WHAT IS REQUIRED: Nothing other than the lines from the one containing "while let Some(index)" through the close of the entries below should be printed, each exactly.

----

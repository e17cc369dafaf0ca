//! Manager: node registry and round-robin assignment.
//!
//! The manager is the one process clients talk to first. It keeps the set of
//! registered processing nodes and hands them out in strict round-robin
//! order:
//!
//! - [`NodeRegistry`]: append-only node list plus assignment cursor, all
//!   state behind one lock
//! - [`RegistryServiceImpl`]: the gRPC surface (`RegisterNode`,
//!   `AssignNode`)
//! - [`ManagerNode`]: process wiring, runs the tonic server until shutdown
//!
//! Registration is unconditional — no liveness check, no deregistration; a
//! node registered once is eligible for assignment for the lifetime of the
//! manager process.

pub mod registry;
pub mod service;

pub use registry::{NodeEndpoint, NodeRegistry};
pub use service::{ManagerNode, RegistryServiceImpl};
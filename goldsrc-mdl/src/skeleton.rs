//! Bone hierarchy and bind pose
//!
//! Bones whose parent is `-1` hang off a synthetic root that is not stored in
//! the file; [`Skeleton::roots`] lists them. World matrices are composed top
//! down from that root, and the exposed local matrices are re-derived from the
//! world matrices so that recomposing down the tree reproduces the world pose.

use glam::{EulerRot, Mat4, Quat};
use hashbrown::HashMap;

use crate::bone::Bone;
use crate::error::{DecodeWarning, Warnings};

/// A bone placed in the hierarchy.
#[derive(Debug, Clone, PartialEq)]
pub struct Joint {
    pub name: String,
    /// `None` when attached to the synthetic root
    pub parent: Option<usize>,
    pub children: Vec<usize>,
    /// Transform relative to the parent's world frame
    pub local: Mat4,
    /// Bind pose in model space
    pub world: Mat4,
    /// `world.inverse()`, used for skinning
    pub inverse_bind: Mat4,
}

/// Derived skeleton; joint `i` corresponds to bone `i`.
#[derive(Debug, Clone, Default, PartialEq)]
pub struct Skeleton {
    joints: Vec<Joint>,
    roots: Vec<usize>,
    by_name: HashMap<String, usize>,
}

/// Local transform of a bone record: translation(pos) * rotation(euler XYZ).
pub fn bone_local_matrix(bone: &Bone) -> Mat4 {
    let rotation = Quat::from_euler(
        EulerRot::XYZ,
        bone.rotation.x,
        bone.rotation.y,
        bone.rotation.z,
    );
    Mat4::from_rotation_translation(rotation, bone.position)
}

impl Skeleton {
    pub(crate) fn build(bones: &[Bone], warnings: &mut Warnings) -> Self {
        let parents = resolve_parents(bones, warnings);

        let mut roots = Vec::new();
        let mut children = vec![Vec::new(); bones.len()];
        for (index, parent) in parents.iter().enumerate() {
            match parent {
                Some(p) => children[*p].push(index),
                None => roots.push(index),
            }
        }

        let order = depth_first_order(&roots, &children);
        let raw_local: Vec<Mat4> = bones.iter().map(bone_local_matrix).collect();
        let mut world = vec![Mat4::IDENTITY; bones.len()];
        for &index in &order {
            world[index] = match parents[index] {
                Some(p) => world[p] * raw_local[index],
                None => raw_local[index],
            };
        }

        let mut by_name = HashMap::with_capacity(bones.len());
        let mut joints = Vec::with_capacity(bones.len());
        for (index, (bone, kids)) in bones.iter().zip(children).enumerate() {
            let local = match parents[index] {
                Some(p) => world[p].inverse() * world[index],
                None => world[index],
            };
            // First bone wins on duplicate names
            by_name.entry(bone.name.clone()).or_insert(index);
            joints.push(Joint {
                name: bone.name.clone(),
                parent: parents[index],
                children: kids,
                local,
                world: world[index],
                inverse_bind: world[index].inverse(),
            });
        }

        tracing::debug!(
            "built skeleton: {} joints, {} roots",
            joints.len(),
            roots.len()
        );
        Self {
            joints,
            roots,
            by_name,
        }
    }

    pub fn joints(&self) -> &[Joint] {
        &self.joints
    }

    pub fn len(&self) -> usize {
        self.joints.len()
    }

    pub fn is_empty(&self) -> bool {
        self.joints.is_empty()
    }

    pub fn get(&self, index: usize) -> Option<&Joint> {
        self.joints.get(index)
    }

    /// Index of the first joint with this name
    pub fn find(&self, name: &str) -> Option<usize> {
        self.by_name.get(name).copied()
    }

    /// Children of the synthetic root, in bone order
    pub fn roots(&self) -> &[usize] {
        &self.roots
    }

    pub fn children(&self, index: usize) -> &[usize] {
        self.joints
            .get(index)
            .map(|j| j.children.as_slice())
            .unwrap_or(&[])
    }

    /// Pre-order traversal from the synthetic root; parents precede children.
    pub fn depth_first(&self) -> Vec<usize> {
        let children: Vec<Vec<usize>> = self.joints.iter().map(|j| j.children.clone()).collect();
        depth_first_order(&self.roots, &children)
    }

    /// Number of ancestors between a joint and the synthetic root
    pub fn depth(&self, index: usize) -> usize {
        let mut depth = 0;
        let mut current = self.joints.get(index).and_then(|j| j.parent);
        while let Some(p) = current {
            depth += 1;
            current = self.joints[p].parent;
        }
        depth
    }

    pub fn inverse_bind_matrices(&self) -> Vec<Mat4> {
        self.joints.iter().map(|j| j.inverse_bind).collect()
    }
}

/// Map raw parent indices to valid ones, attaching bad parents to the root.
///
/// Self references, out-of-range indices and cycles all become `None` with an
/// [`DecodeWarning::InvalidBoneParent`]. Cycles are broken at the first bone
/// (in index order) found to reach itself.
fn resolve_parents(bones: &[Bone], warnings: &mut Warnings) -> Vec<Option<usize>> {
    let count = bones.len();
    let mut parents: Vec<Option<usize>> = Vec::with_capacity(count);
    for (index, bone) in bones.iter().enumerate() {
        let parent = match bone.parent {
            -1 => None,
            p if p >= 0 && (p as usize) < count && p as usize != index => Some(p as usize),
            p => {
                warnings.push(DecodeWarning::InvalidBoneParent {
                    bone: index,
                    parent: p,
                });
                None
            }
        };
        parents.push(parent);
    }

    for index in 0..count {
        let mut current = parents[index];
        let mut steps = 0;
        while let Some(p) = current {
            if p == index {
                warnings.push(DecodeWarning::InvalidBoneParent {
                    bone: index,
                    parent: bones[index].parent,
                });
                parents[index] = None;
                break;
            }
            steps += 1;
            if steps > count {
                break;
            }
            current = parents[p];
        }
    }

    parents
}

fn depth_first_order(roots: &[usize], children: &[Vec<usize>]) -> Vec<usize> {
    let mut order = Vec::with_capacity(children.len());
    let mut stack: Vec<usize> = roots.iter().rev().copied().collect();
    while let Some(index) = stack.pop() {
        order.push(index);
        stack.extend(children[index].iter().rev().copied());
    }
    order
}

----

RESULT OF THIS TASK:
    while let Some(index) = stack.pop() {
        order.push(index);
        stack.extend(children[index].iter().rev().copied());
    }
    order
}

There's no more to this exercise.